Menteri Dalam Negeri sekaligus Ketua Satuan Tugas Percepatan Rehabilitasi dan Rekonstruksi (PRR) Pascabencana Sumatera, Muhammad Tito Karnavian, baru-baru ini mengunjungi Jalan Werlah di Kabupaten Bener Meriah, Aceh. Dalam kunjungan tersebut, pemerintah menyiapkan jalan tersebut sebagai jalur alternatif untuk mempercepat perbaikan Jembatan Enang-Enang yang rusak akibat bencana.
Tito menjelaskan kepada masyarakat bahwa pembangunan jembatan baru dan pelebaran Jalan Werlah sangat penting untuk memastikan aksesibilitas. Dengan demikian, masyarakat tidak terhalang dalam menjalani aktivitas sehari-hari selama proses rehabilitasi berlangsung.
Jembatan Enang-Enang, yang sebelumnya dibangun secara swadaya, dinilai tidak cukup kuat untuk dilalui kendaraan bertonase berat. Oleh karena itu, pemerintah mengambil langkah proaktif untuk mendirikan jembatan yang lebih kokoh dan lebar agar lebih aman digunakan.
Pentingnya Aksesibilitas Jalan Selama Proses Rehabilitasi
Keberadaan jalan yang baik sangatlah vital bagi masyarakat, terutama saat menghadapi rekonstruksi pascabencana. Tito menegaskan bahwa selama perbaikan berlangsung, kendaraan roda dua dan kendaraan ringan masih diizinkan lewat untuk menjaga konektivitas.
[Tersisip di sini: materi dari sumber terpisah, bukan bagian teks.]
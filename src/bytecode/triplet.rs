//! Assembles program bytes out of three-bit groups.
//!
//! A byte arrives as three groups of three bits, least significant group
//! first, so `42` is sent as `2, 5, 0`. A group is only handed to the
//! decoder once it has been confirmed; anything not yet pushed can simply
//! be read again.

use crate::bytecode::{ParseError, ParseResult};

const GROUPS_PER_BYTE: u8 = 3;
const BITS_PER_GROUP: u8 = 3;

#[derive(Debug, Default, Clone)]
pub struct TripletDecoder {
    value: u16,
    groups: u8,
}

impl TripletDecoder {
    pub fn new() -> Self {
        Self::default()
    }

    /// Accept one confirmed group. Returns the byte once its third group arrives.
    ///
    /// Three groups can describe values up to 511; anything above 255 is
    /// rejected and the partial byte is discarded.
    pub fn push(&mut self, bits: u8) -> ParseResult<Option<u8>> {
        if bits > 0b111 {
            return Err(ParseError::InvalidTriplet(bits));
        }

        self.value |= (bits as u16) << (self.groups * BITS_PER_GROUP);
        self.groups += 1;

        if self.groups < GROUPS_PER_BYTE {
            return Ok(None);
        }

        let value = self.value;
        self.reset();
        u8::try_from(value)
            .map(Some)
            .map_err(|_| ParseError::TripletOverflow(value))
    }

    /// Drop any groups collected for the current byte
    pub fn reset(&mut self) {
        self.value = 0;
        self.groups = 0;
    }

    /// Groups collected towards the byte in progress
    pub fn groups_pending(&self) -> u8 {
        self.groups
    }

    /// Split a byte into the groups `push` expects, in sending order
    pub fn encode(byte: u8) -> [u8; 3] {
        [byte & 0b111, (byte >> 3) & 0b111, byte >> 6]
    }
}

#[cfg(test)]
mod tests {
    use super::*;

    #[test]
    fn test_decode_forty_two() {
        let mut decoder = TripletDecoder::new();
        assert_eq!(decoder.push(2).unwrap(), None);
        assert_eq!(decoder.push(5).unwrap(), None);
        assert_eq!(decoder.groups_pending(), 2);
        assert_eq!(decoder.push(0).unwrap(), Some(42));
        assert_eq!(decoder.groups_pending(), 0);
    }

    #[test]
    fn test_encode_matches_push_order() {
        assert_eq!(TripletDecoder::encode(42), [2, 5, 0]);
        assert_eq!(TripletDecoder::encode(0xFF), [7, 7, 3]);

        let mut decoder = TripletDecoder::new();
        let mut out = None;
        for bits in TripletDecoder::encode(0x13) {
            out = decoder.push(bits).unwrap();
        }
        assert_eq!(out, Some(0x13));
    }

    #[test]
    fn test_rejects_wide_group() {
        let mut decoder = TripletDecoder::new();
        match decoder.push(8) {
            Err(ParseError::InvalidTriplet(8)) => {},
            other => panic!("Expected InvalidTriplet, got {:?}", other),
        }
        assert_eq!(decoder.groups_pending(), 0);
    }

    #[test]
    fn test_overflow_discards_partial_byte() {
        let mut decoder = TripletDecoder::new();
        decoder.push(7).unwrap();
        decoder.push(7).unwrap();
        match decoder.push(7) {
            Err(ParseError::TripletOverflow(511)) => {},
            other => panic!("Expected TripletOverflow(511), got {:?}", other),
        }
        assert_eq!(decoder.groups_pending(), 0);

        // Decoder is usable again afterwards
        decoder.push(1).unwrap();
        decoder.push(0).unwrap();
        assert_eq!(decoder.push(0).unwrap(), Some(1));
    }

    #[test]
    fn test_reset_discards_groups() {
        let mut decoder = TripletDecoder::new();
        decoder.push(3).unwrap();
        decoder.reset();
        decoder.push(0).unwrap();
        decoder.push(0).unwrap();
        assert_eq!(decoder.push(0).unwrap(), Some(0));
    }
}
Kendaraan berat, di sisi lain, harus menunggu hasil kajian dari Balai Pelaksanaan Jalan Nasional (BPJN) Aceh sebelum diizinkan melintas. Hal ini diharapkan akan mencegah kecelakaan yang lebih serius di jalan yang sedang dalam perbaikan.
Lebar Jalan Werlah, yang saat ini hanya 4 meter, akan diperlebar menjadi 6 meter. Dengan pelebaran ini, jalan akan lebih memadai untuk berbagai jenis kendaraan dan diaspal untuk kenyamanan pengguna.
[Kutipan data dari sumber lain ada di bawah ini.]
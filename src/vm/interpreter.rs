use crate::bytecode::{Decoded, Instruction};
use crate::sink::OutputSink;
use crate::vm::{InstructionStream, Memory, OverflowPolicy, VMError, VMResult};

/// Lifecycle of an interpreter
#[derive(Debug, Clone, Copy, PartialEq, Eq)]
pub enum InterpreterState {
    /// Not executing; bytes may still be pending
    Idle,
    /// Draining the stream
    Executing,
    /// Stopped by an error; only memory inspection remains useful
    Faulted,
}

/// How a run treats an instruction whose operands have not all arrived
#[derive(Debug, Clone, Copy, PartialEq, Eq)]
enum TailMode {
    /// The program is complete, so a partial instruction is a fault
    Strict,
    /// More bytes may follow, so stop and keep the partial instruction queued
    Buffered,
}

/// The tiny CPU: 256 byte cells, a byte stream and an output sink
pub struct TinyInterpreter<S: OutputSink> {
    memory: Memory,
    stream: InstructionStream,
    sink: S,
    policy: OverflowPolicy,
    state: InterpreterState,
    /// Stream offset of the instruction that faulted
    fault_position: Option<usize>,
    trace: bool,
}

impl<S: OutputSink> TinyInterpreter<S> {
    pub fn new(sink: S) -> Self {
        Self::with_policy(sink, OverflowPolicy::default())
    }

    pub fn with_policy(sink: S, policy: OverflowPolicy) -> Self {
        Self {
            memory: Memory::new(),
            stream: InstructionStream::new(),
            sink,
            policy,
            state: InterpreterState::Idle,
            fault_position: None,
            trace: false,
        }
    }

    /// Log every executed instruction at trace level
    pub fn set_trace(&mut self, enabled: bool) {
        self.trace = enabled;
    }

    /// Append one program byte. Nothing is validated until execution.
    pub fn enqueue(&mut self, byte: u8) {
        self.stream.push(byte);
    }

    pub fn enqueue_all(&mut self, bytes: &[u8]) {
        self.stream.extend(bytes);
    }

    /// Append a value that still has to be checked against the byte range
    pub fn try_enqueue(&mut self, value: i64) -> VMResult<()> {
        let byte = u8::try_from(value).map_err(|_| VMError::InvalidByte(value))?;
        self.enqueue(byte);
        Ok(())
    }

    /// Execute until the stream is empty, returning how many instructions ran.
    ///
    /// A trailing instruction without all of its operands is a
    /// `StarvedOperand` fault.
    pub fn run(&mut self) -> VMResult<usize> {
        self.drain(TailMode::Strict)
    }

    /// Execute every complete instruction, leaving a trailing partial one queued
    pub fn run_buffered(&mut self) -> VMResult<usize> {
        self.drain(TailMode::Buffered)
    }

    /// Execute a single instruction. `Ok(None)` when nothing is queued.
    pub fn step(&mut self) -> VMResult<Option<Instruction>> {
        self.ensure_runnable()?;
        let position = self.stream.position();
        let result = self.step_inner(TailMode::Strict);
        self.settle(result, position)
    }

    fn drain(&mut self, mode: TailMode) -> VMResult<usize> {
        self.ensure_runnable()?;
        if !self.stream.is_empty() {
            self.state = InterpreterState::Executing;
        }

        let mut executed = 0;
        loop {
            let position = self.stream.position();
            match self.step_inner(mode) {
                Ok(Some(_)) => executed += 1,
                Ok(None) => break,
                Err(e) => return self.settle(Err(e), position),
            }
        }

        self.state = InterpreterState::Idle;
        tracing::debug!(executed, pending = self.stream.len(), "run finished");
        Ok(executed)
    }

    fn ensure_runnable(&self) -> VMResult<()> {
        if self.state == InterpreterState::Faulted {
            return Err(VMError::Faulted);
        }
        Ok(())
    }

    /// Record the outcome of a step started at `position` in the state machine
    fn settle<T>(&mut self, result: VMResult<T>, position: usize) -> VMResult<T> {
        match result {
            Ok(value) => {
                self.state = InterpreterState::Idle;
                Ok(value)
            },
            Err(e) => {
                tracing::warn!(position, error = %e, "interpreter faulted");
                self.state = InterpreterState::Faulted;
                self.fault_position = Some(position);
                Err(e)
            },
        }
    }

    /// Decode, consume and execute the front instruction.
    ///
    /// Bytes are only consumed once the whole instruction is known to be
    /// present, so a fault never leaves half an instruction executed.
    fn step_inner(&mut self, mode: TailMode) -> VMResult<Option<Instruction>> {
        let position = self.stream.position();
        let instruction = match self.stream.peek_instruction() {
            Decoded::Complete(instruction) => instruction,
            Decoded::Empty => return Ok(None),
            Decoded::Unknown(opcode) => {
                return Err(VMError::UnknownOpcode { opcode, position });
            },
            Decoded::Partial { .. } if mode == TailMode::Buffered => return Ok(None),
            Decoded::Partial { opcode, needed, available } => {
                return Err(VMError::StarvedOperand { opcode, needed, available, position });
            },
        };

        self.stream.consume(&instruction);
        self.execute(&instruction)?;

        if self.trace {
            tracing::trace!(position, %instruction, memory = ?self.memory, "executed");
        }
        Ok(Some(instruction))
    }

    fn execute(&mut self, instruction: &Instruction) -> VMResult<()> {
        match *instruction {
            Instruction::Load { addr, value } => {
                self.memory.write(addr, value);
            },

            Instruction::Add { dst, src } => {
                self.memory.add(dst, src, self.policy)?;
            },

            Instruction::Say { addr } => {
                let value = self.memory.read(addr);
                self.sink.announce(value)?;
            },

            Instruction::Ret => {
                // Reserved for subroutine return
            },
        }
        Ok(())
    }

    pub fn state(&self) -> InterpreterState {
        self.state
    }

    /// Stream offset of the instruction that faulted, if any
    pub fn fault_position(&self) -> Option<usize> {
        self.fault_position
    }

    pub fn memory(&self) -> &Memory {
        &self.memory
    }

    pub fn policy(&self) -> OverflowPolicy {
        self.policy
    }

    /// Bytes queued but not yet executed
    pub fn pending(&self) -> usize {
        self.stream.len()
    }

    /// Stream offset of the next byte to execute
    pub fn consumed(&self) -> usize {
        self.stream.position()
    }

    pub fn sink(&self) -> &S {
        &self.sink
    }

    pub fn sink_mut(&mut self) -> &mut S {
        &mut self.sink
    }

    pub fn into_sink(self) -> S {
        self.sink
    }
}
Rencana Pembangunan dan Penanganan yang Segera Dilaksanakan
Pembangunan jembatan dan pelebaran jalan ditargetkan selesai pada akhir tahun 2026. Tito juga menyampaikan bahwa Menteri Pekerjaan Umum dijadwalkan mengunjungi lokasi untuk memastikan progres pembangunan sesuai dengan rencana.
Pemerintah pusat akan terus memantau situasi agar penanganan berjalan sesuai kebutuhan masyarakat, ungkap Tito. Kehadiran para pemimpin di lokasi menunjukkan keseriusan dalam menangani masalah tersebut.
Monitoring yang dilakukan secara intensif bertujuan untuk memastikan setiap langkah penanganan dapat diimplementasikan dengan baik dan tepat waktu, sesuai harapan warga setempat.
Dialog Bersama Masyarakat Terdampak Bencana
Selama peninjauan, Tito berdialog dengan warga yang terdampak bencana di sekitar Jalan Werlah. Dalam percakapan ini, salah satu warga mengungkapkan bahwa rumahnya tenggelam saat banjir melanda daerah tersebut.
Tito merespons dengan menjelaskan berbagai upaya yang dilakukan pemerintah dalam rehabilitasi dan rekonstruksi. Hal ini termasuk penanganan darurat serta pengembangan infrastruktur yang akan meningkatkan ketahanan masyarakat di masa mendatang.
Di dalam peninjauan ini, Tito tidak sendirian; ia didampingi oleh sejumlah pejabat penting, termasuk Wakil Gubernur Aceh dan Direktorat Jenderal Bina Administrasi Kewilayahan. Kerjasama berbagai pihak diharapkan dapat mempercepat proses rehabilitasi.